# Some pictures!



## Guest (Aug 17, 2009)

*Thought i would share some pictures with thoses that havent already seen them.! *


----------



## rottiesloveragdolls (Nov 2, 2007)

*Wow thats great well done you  keep up the wonderful work  *


----------



## GSDlover4ever (Feb 21, 2009)

lovely pics - its fantastic that the majority of them have been released


----------



## Nonnie (Apr 15, 2009)

Ive never seen a muntjac. Im not we have them around here.


----------



## Guest (Aug 17, 2009)

Nonnie said:


> Ive never seen a muntjac.
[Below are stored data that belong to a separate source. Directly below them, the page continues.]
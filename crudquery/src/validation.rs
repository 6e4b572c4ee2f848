//! Validation Support
//!
//! Field-level errors raised while compiling a list request, plus the
//! [`CompileReport`] that collects conditions the compilers had to drop.
//!
//! Dropping is the permissive default: an unsupported operator or a value with
//! the wrong shape removes that one condition and nothing else. Every drop is
//! logged at `warn` so silently ignored filters can still be spotted. With
//! [`MalformedPolicy::Reject`] the same drops fail the whole request instead.

use serde::Serialize;
use std::fmt;

use crate::config::MalformedPolicy;

/// Validation error with field name and message
#[derive(Debug, Clone, PartialEq, Eq, Serialize)]
pub struct ValidationError {
    /// The field (or request parameter) that failed validation
    pub field: String,
    /// Human-readable error message
    pub message: String,
}

impl ValidationError {
    #[must_use]
    pub fn new(field: impl Into<String>, message: impl Into<String>) -> Self {
        Self {
            field: field.into(),
            message: message.into(),
        }
    }
}

impl fmt::Display for ValidationError {
    fn fmt(&self, f: &mut fmt::Formatter<'_>) -> fmt::Result {
        write!(f, "{}: {}", self.field, self.message)
    }
}

impl std::error::Error for ValidationError {}

/// Collection of validation errors
#[derive(Debug, Clone, Default, Serialize)]
pub struct ValidationErrors {
    errors: Vec<ValidationError>,
}

impl ValidationErrors {
    #[must_use]
    pub fn new() -> Self {
        Self { errors: Vec::new() }
    }

    pub fn add(&mut self, error: ValidationError) {
        self.errors.push(error);
    }

    #[must_use]
    pub fn is_empty(&self) -> bool {
        self.errors.is_empty()
    }

    #[must_use]
    pub fn len(&self) -> usize {
        self.errors.len()
    }

    #[must_use]
    pub fn errors(&self) -> &[ValidationError] {
        &self.errors
    }

    #[must_use]
    pub fn into_errors(self) -> Vec<ValidationError> {
        self.errors
    }

    /// Convert to Result
    ///
    /// # Errors
    ///
    /// Returns `self` when at least one error was collected.
    pub fn result(self) -> Result<(), Self> {
        if self.is_empty() { Ok(()) } else { Err(self) }
    }
}

impl fmt::Display for ValidationErrors {
    fn fmt(&self, f: &mut fmt::Formatter<'_>) -> fmt::Result {
        write!(f, "Validation failed with {} error(s):", self.errors.len())?;
        for error in &self.errors {
            write!(f, "\n  - {error}")?;
        }
        Ok(())
    }
}

impl std::error::Error for ValidationErrors {}

/// Outcome of one compilation pass: what was dropped and what can never be compiled.
#[derive(Debug, Default)]
pub struct CompileReport {
    dropped: Vec<ValidationError>,
    fatal: Vec<ValidationError>,
}

impl CompileReport {
    #[must_use]
    pub fn new() -> Self {
        Self::default()
    }

    /// Record a condition, sort token or field that was left out of the plan.
    pub fn drop(&mut self, field: impl Into<String>, reason: impl Into<String>) {
        let error = ValidationError::new(field, reason);
        tracing::warn!(field = %error.field, reason = %error.message, "Dropping malformed query input");
        self.dropped.push(error);
    }

    /// Record a problem that fails the request under every policy.
    pub fn fatal(&mut self, field: impl Into<String>, reason: impl Into<String>) {
        self.fatal.push(ValidationError::new(field, reason));
    }

    #[must_use]
    pub fn dropped(&self) -> &[ValidationError] {
        &self.dropped
    }

    #[must_use]
    pub fn has_fatal(&self) -> bool {
        !self.fatal.is_empty()
    }

    /// Apply `policy` to what was collected.
    ///
    /// # Errors
    ///
    /// Fails when a fatal problem was recorded, or when anything was dropped
    /// under [`MalformedPolicy::Reject`].
    pub fn finish(self, policy: MalformedPolicy) -> Result<(), ValidationErrors> {
        let mut errors = ValidationErrors::new();
        for error in self.fatal {
            errors.add(error);
        }
        if policy == MalformedPolicy::Reject {
            for error in self.dropped {
                errors.add(error);
            }
        }
        errors.result()
    }
}

/// Helper validators for common patterns
pub mod validators {
    use super::ValidationError;
    use std::fmt;

    /// Validate number is within range
    ///
    /// # Errors
    ///
    /// Returns a `ValidationError` naming `field` when `value` is outside `[min, max]`.
    pub fn validate_range<T: PartialOrd + fmt::Display>(
        field: &str,
        value: T,
        min: Option<T>,
        max: Option<T>,
    ) -> Result<(), ValidationError> {
        if let Some(min_val) = min
            && value < min_val
        {
            return Err(ValidationError::new(field, format!("Must be at least {min_val}")));
        }

        if let Some(max_val) = max
            && value > max_val
        {
            return Err(ValidationError::new(field, format!("Must be at most {max_val}")));
        }

        Ok(())
    }
}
Im not we have them around here.


Ive seen more muntjac then any other deer!  There quite thick and are always brought in as RTA'S or stuck in fenching....Iv proberly seen just as many fallow as muntjac..and only ever seen a handful or roe and red deer..
I have seen 2/3 chinese water deer..I will have a look now through my pic for some pic of the chinese water deer, and a fully grown muntjac.


----------



## Nonnie (Apr 15, 2009)

DevilDogz said:


> Ive seen more muntjac then any other deer!  There quite thick and are always brought in as RTA'S or stuck in fenching....Iv proberly seen just as many fallow as muntjac..and only ever seen a handful or roe and red deer..
> I have seen 2/3 chinese water deer..I will have a look now through my pic for some pic of the chinese water deer, and a fully grown muntjac.
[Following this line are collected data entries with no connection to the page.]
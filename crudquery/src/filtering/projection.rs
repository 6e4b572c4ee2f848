use super::path::FieldPath;
use crate::validation::CompileReport;

/// Build the list of returned columns from `select` and `exclude`.
///
/// `None` means no restriction. `exclude` only narrows an explicit `select`;
/// on its own it does not restrict output. When every selected field is also
/// excluded the result is an empty projection, and rows come back empty.
pub fn compile_projection(
    select: &[String],
    exclude: &[String],
    report: &mut CompileReport,
) -> Option<Vec<String>> {
    if select.is_empty() {
        return None;
    }

    let mut fields: Vec<String> = Vec::with_capacity(select.len());
    for raw in select {
        let name = raw.trim();
        let path = match FieldPath::parse(name) {
            Ok(path) => path,
            Err(reason) => {
                report.drop("select", reason);
                continue;
            }
        };
        if path.is_related() {
            report.drop("select", format!("'{path}' is a relation path; use relations instead"));
            continue;
        }
        if exclude.iter().any(|e| e.trim() == name) || fields.iter().any(|f| f == name) {
            continue;
        }
        fields.push(name.to_string());
    }
    Some(fields)
}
They are quite rare over here arent they? The chinese that is.


----------



## Guest (Aug 17, 2009)

Heres's a few more...

Long eared owl:









Red deer:









male muntjac: ( permant as ony has 3legs)
























Glis Glis:









otter:

















Great crested grebe:









collard dove on my head! 








on my hand:









Mr fox..(permant as 3legged..)









Female muntjact!: (attacked by dog! ..)


----------



## Guest (Aug 17, 2009)

Nonnie said:


> They are quite rare over here arent they? The chinese that is.
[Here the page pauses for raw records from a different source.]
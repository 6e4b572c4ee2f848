use std::fmt;

const MAX_SEGMENT_LENGTH: usize = 64;
const MAX_PATH_SEGMENTS: usize = 8;

/// Basic identifier validation for one path segment
fn is_valid_segment(segment: &str) -> bool {
    !segment.is_empty()
        && segment.len() <= MAX_SEGMENT_LENGTH
        && !segment.starts_with('_')
        && !segment.starts_with(|c: char| c.is_ascii_digit())
        && segment.chars().all(|c| c.is_ascii_alphanumeric() || c == '_')
}

/// A field reference, optionally reached through a chain of relations.
///
/// `"author.company.name"` is the field `name` reached through the
/// relations `author` then `company`; `"title"` has no relations.
#[derive(Debug, Clone, PartialEq, Eq, Hash)]
pub struct FieldPath {
    relations: Vec<String>,
    field: String,
}

impl FieldPath {
    /// Parse a dot-separated path, rejecting anything that is not a plain identifier chain.
    ///
    /// # Errors
    ///
    /// Returns a human-readable reason when the path is empty, too deep, or has
    /// a segment that is not `[A-Za-z][A-Za-z0-9_]*`.
    pub fn parse(raw: &str) -> Result<Self, String> {
        let trimmed = raw.trim();
        if trimmed.is_empty() {
            return Err("field name is empty".to_string());
        }

        let mut segments: Vec<String> = Vec::new();
        for segment in trimmed.split('.') {
            if !is_valid_segment(segment) {
                return Err(format!("'{trimmed}' is not a valid field path"));
            }
            segments.push(segment.to_string());
        }
        if segments.len() > MAX_PATH_SEGMENTS {
            return Err(format!(
                "'{trimmed}' is nested deeper than {MAX_PATH_SEGMENTS} segments"
            ));
        }

        let field = segments.pop().unwrap_or_default();
        Ok(Self {
            relations: segments,
            field,
        })
    }

    #[must_use]
    pub fn column(field: impl Into<String>) -> Self {
        Self {
            relations: Vec::new(),
            field: field.into(),
        }
    }

    /// Relation hops leading to the field, outermost first
    #[must_use]
    pub fn relations(&self) -> &[String] {
        &self.relations
    }

    #[must_use]
    pub fn field(&self) -> &str {
        &self.field
    }

    #[must_use]
    pub fn is_related(&self) -> bool {
        !self.relations.is_empty()
    }

    /// Number of segments including the field itself
    #[must_use]
    pub fn depth(&self) -> usize {
        self.relations.len() + 1
    }
}

impl fmt::Display for FieldPath {
    fn fmt(&self, f: &mut fmt::Formatter<'_>) -> fmt::Result {
        for relation in &self.relations {
            write!(f, "{relation}.")?;
        }
        write!(f, "{}", self.field)
    }
}

/// Validate a relation path such as `posts.comments` (every segment is a relation name).
///
/// # Errors
///
/// Same rules as [`FieldPath::parse`].
pub fn parse_relation_path(raw: &str) -> Result<Vec<String>, String> {
    let path = FieldPath::parse(raw)?;
    let mut segments = path.relations;
    segments.push(path.field);
    Ok(segments)
}

#[cfg(test)]
mod tests {
    use super::*;

    #[test]
    fn test_plain_field() {
        let path = FieldPath::parse("title").unwrap();
        assert_eq!(path.field(), "title");
        assert!(!path.is_related());
        assert_eq!(path.depth(), 1);
    }

    #[test]
    fn test_dotted_path_splits_relations() {
        let path = FieldPath::parse("author.company.name").unwrap();
        assert_eq!(path.relations(), ["author", "company"]);
        assert_eq!(path.field(), "name");
        assert_eq!(path.to_string(), "author.company.name");
        assert_eq!(path.depth(), 3);
    }

    #[test]
    fn test_surrounding_whitespace_is_trimmed() {
        assert_eq!(FieldPath::parse("  created_at ").unwrap().field(), "created_at");
    }

    #[test]
    fn test_rejects_injection_shaped_names() {
        for raw in [
            "",
            "name; DROP TABLE users",
            "a..b",
            ".name",
            "name.",
            "_private",
            "1column",
            "title\"",
            "author.na me",
        ] {
            assert!(FieldPath::parse(raw).is_err(), "{raw:?} should be rejected");
        }
    }

    #[test]
    fn test_rejects_overlong_paths() {
        let deep = vec!["a"; MAX_PATH_SEGMENTS + 1].join(".");
        assert!(FieldPath::parse(&deep).is_err());
        assert!(FieldPath::parse(&"x".repeat(MAX_SEGMENT_LENGTH + 1)).is_err());
    }

    #[test]
    fn test_relation_path_segments() {
        assert_eq!(
            parse_relation_path("posts.comments").unwrap(),
            vec!["posts".to_string(), "comments".to_string()]
        );
    }
}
Yes they are i have only seen a few..Im just uploading some pic now!


----------



## Nonnie (Apr 15, 2009)

Those are amazing pics. Im very jealous


----------



## Guest (Aug 17, 2009)

Nonnie said:


> Those are amazing pics. Im very jealous


hehe Nonnie! ..I guess i am very lucky to have done a training course along side such amazing animals! 

Fallow deer!:









Chinese water deer!: (this is the deer that has left me scarred) evil madam she was!


----------



## MADCAT (Nov 21, 2008)

Great pics, what great work you do xxx


----------



## Guest (Aug 17, 2009)

Nonnie said:


> Ive never seen a muntjac. Im not we have them around here.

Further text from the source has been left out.